= Beginning of Section =

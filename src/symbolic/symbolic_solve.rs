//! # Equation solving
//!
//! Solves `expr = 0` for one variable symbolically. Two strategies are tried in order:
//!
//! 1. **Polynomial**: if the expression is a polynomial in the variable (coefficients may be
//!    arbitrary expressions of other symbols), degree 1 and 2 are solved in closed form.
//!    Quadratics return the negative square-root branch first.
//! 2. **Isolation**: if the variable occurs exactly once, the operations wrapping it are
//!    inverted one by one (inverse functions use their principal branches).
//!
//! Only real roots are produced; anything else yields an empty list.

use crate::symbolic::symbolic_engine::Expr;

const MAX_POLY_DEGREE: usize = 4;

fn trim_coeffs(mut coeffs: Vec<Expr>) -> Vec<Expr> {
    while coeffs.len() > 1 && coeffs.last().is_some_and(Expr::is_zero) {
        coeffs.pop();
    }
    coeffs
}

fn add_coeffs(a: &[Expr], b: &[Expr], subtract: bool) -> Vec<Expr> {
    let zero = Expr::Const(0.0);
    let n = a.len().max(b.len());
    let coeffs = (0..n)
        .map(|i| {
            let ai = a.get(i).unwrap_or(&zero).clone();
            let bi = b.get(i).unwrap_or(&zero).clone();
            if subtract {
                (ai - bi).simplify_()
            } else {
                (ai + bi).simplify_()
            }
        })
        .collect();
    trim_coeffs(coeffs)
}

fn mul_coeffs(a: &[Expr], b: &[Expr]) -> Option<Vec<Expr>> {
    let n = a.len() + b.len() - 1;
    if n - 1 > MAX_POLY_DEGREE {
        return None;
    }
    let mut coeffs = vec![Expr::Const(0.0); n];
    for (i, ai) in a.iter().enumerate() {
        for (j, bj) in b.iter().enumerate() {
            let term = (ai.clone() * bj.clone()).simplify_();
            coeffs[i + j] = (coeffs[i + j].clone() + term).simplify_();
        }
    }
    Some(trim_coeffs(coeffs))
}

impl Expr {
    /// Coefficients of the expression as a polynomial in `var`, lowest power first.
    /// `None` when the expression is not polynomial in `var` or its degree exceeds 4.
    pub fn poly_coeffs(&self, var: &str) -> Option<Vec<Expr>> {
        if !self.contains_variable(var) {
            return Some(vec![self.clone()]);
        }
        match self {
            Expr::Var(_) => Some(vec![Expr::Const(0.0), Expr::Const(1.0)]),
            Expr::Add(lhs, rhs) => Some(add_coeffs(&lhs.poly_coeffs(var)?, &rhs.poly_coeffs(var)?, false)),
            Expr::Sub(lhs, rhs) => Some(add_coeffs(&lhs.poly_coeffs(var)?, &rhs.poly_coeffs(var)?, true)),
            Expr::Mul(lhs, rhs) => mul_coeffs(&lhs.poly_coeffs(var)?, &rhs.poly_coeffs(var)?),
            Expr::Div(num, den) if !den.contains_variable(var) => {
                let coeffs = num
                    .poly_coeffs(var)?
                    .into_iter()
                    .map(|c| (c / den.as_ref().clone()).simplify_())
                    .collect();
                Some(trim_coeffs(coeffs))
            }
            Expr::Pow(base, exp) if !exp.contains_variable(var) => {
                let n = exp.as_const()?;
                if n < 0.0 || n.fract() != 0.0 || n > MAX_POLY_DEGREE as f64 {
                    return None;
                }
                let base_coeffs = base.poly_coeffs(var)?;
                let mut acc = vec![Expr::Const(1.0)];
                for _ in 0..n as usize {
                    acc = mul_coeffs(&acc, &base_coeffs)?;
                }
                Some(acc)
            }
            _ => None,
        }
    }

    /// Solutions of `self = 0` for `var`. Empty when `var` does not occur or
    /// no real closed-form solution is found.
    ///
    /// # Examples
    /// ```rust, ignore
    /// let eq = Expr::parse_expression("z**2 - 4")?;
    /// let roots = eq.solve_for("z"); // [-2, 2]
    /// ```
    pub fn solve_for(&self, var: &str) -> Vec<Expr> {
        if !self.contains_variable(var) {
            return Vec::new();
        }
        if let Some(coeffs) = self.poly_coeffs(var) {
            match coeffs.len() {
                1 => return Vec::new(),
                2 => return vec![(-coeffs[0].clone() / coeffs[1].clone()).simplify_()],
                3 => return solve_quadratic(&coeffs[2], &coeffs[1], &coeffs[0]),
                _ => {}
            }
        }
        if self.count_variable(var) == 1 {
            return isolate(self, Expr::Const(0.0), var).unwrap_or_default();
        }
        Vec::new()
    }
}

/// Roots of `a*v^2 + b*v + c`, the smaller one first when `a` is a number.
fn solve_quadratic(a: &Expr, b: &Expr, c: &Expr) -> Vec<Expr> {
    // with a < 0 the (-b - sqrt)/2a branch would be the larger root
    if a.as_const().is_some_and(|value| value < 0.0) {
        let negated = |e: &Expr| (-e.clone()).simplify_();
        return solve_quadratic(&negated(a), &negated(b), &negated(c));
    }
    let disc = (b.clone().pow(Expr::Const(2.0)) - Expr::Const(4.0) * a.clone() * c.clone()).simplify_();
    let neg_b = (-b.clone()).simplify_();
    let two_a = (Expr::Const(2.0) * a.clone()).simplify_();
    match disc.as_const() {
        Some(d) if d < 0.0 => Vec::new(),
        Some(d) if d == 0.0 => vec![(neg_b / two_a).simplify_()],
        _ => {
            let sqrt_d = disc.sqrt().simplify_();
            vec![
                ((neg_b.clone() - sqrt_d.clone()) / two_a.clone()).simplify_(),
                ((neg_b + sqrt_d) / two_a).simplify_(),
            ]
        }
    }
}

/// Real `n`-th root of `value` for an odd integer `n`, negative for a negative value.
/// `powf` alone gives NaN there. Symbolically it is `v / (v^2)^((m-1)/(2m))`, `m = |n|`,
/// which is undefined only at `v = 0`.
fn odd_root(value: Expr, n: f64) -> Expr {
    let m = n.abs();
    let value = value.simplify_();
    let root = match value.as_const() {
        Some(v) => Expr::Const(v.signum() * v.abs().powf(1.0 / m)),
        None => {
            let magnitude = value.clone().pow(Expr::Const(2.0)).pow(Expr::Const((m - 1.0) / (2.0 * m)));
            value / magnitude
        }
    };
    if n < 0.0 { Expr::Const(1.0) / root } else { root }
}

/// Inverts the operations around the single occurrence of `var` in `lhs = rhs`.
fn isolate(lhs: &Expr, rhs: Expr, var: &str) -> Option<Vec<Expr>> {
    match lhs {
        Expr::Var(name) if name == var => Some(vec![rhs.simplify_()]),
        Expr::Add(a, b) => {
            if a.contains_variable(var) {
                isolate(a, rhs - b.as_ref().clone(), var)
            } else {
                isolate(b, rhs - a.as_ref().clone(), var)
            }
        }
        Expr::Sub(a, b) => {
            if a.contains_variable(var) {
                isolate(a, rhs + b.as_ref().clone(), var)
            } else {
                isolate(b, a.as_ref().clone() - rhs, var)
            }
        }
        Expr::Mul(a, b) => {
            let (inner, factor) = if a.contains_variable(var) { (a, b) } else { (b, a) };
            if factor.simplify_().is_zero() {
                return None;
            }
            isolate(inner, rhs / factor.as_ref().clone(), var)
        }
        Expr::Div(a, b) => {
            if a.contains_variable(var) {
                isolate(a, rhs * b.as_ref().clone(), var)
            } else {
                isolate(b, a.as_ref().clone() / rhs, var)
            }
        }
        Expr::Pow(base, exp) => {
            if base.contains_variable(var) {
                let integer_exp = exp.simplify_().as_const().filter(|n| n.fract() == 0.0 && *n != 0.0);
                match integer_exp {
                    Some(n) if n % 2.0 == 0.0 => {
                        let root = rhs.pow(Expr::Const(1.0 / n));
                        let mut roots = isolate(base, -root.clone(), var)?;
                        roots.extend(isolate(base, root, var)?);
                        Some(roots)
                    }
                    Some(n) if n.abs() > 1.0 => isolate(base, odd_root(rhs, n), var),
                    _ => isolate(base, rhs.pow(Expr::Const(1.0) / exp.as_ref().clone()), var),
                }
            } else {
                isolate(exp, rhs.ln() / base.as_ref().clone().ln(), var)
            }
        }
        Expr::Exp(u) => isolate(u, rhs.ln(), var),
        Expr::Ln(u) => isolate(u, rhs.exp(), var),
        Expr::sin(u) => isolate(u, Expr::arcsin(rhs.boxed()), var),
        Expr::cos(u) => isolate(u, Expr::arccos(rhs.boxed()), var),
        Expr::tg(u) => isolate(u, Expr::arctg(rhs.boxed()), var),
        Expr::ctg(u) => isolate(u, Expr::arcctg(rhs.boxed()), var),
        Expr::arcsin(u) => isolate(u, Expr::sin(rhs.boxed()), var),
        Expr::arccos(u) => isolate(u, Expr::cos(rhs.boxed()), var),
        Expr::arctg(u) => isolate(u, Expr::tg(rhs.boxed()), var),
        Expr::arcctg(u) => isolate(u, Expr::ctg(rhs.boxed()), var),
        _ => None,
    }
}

= End of Section =

EXERCISE BRIEF: From the records above, print only the lines between the one holding "while coeffs.len() >" and the one holding "let mut coeffs", inclusive, exactly as they stand.

REPLY:
    while coeffs.len() > 1 && coeffs.last().is_some_and(Expr::is_zero) {
        coeffs.pop();
    }
    coeffs
}

fn add_coeffs(a: &[Expr], b: &[Expr], subtract: bool) -> Vec<Expr> {
    let zero = Expr::Const(0.0);
    let n = a.len().max(b.len());
    let coeffs = (0..n)
        .map(|i| {
            let ai = a.get(i).unwrap_or(&zero).clone();
            let bi = b.get(i).unwrap_or(&zero).clone();
            if subtract {
                (ai - bi).simplify_()
            } else {
                (ai + bi).simplify_()
            }
        })
        .collect();
    trim_coeffs(coeffs)
}

fn mul_coeffs(a: &[Expr], b: &[Expr]) -> Option<Vec<Expr>> {
    let n = a.len() + b.len() - 1;
    if n - 1 > MAX_POLY_DEGREE {
        return None;
    }
    let mut coeffs = vec![Expr::Const(0.0); n];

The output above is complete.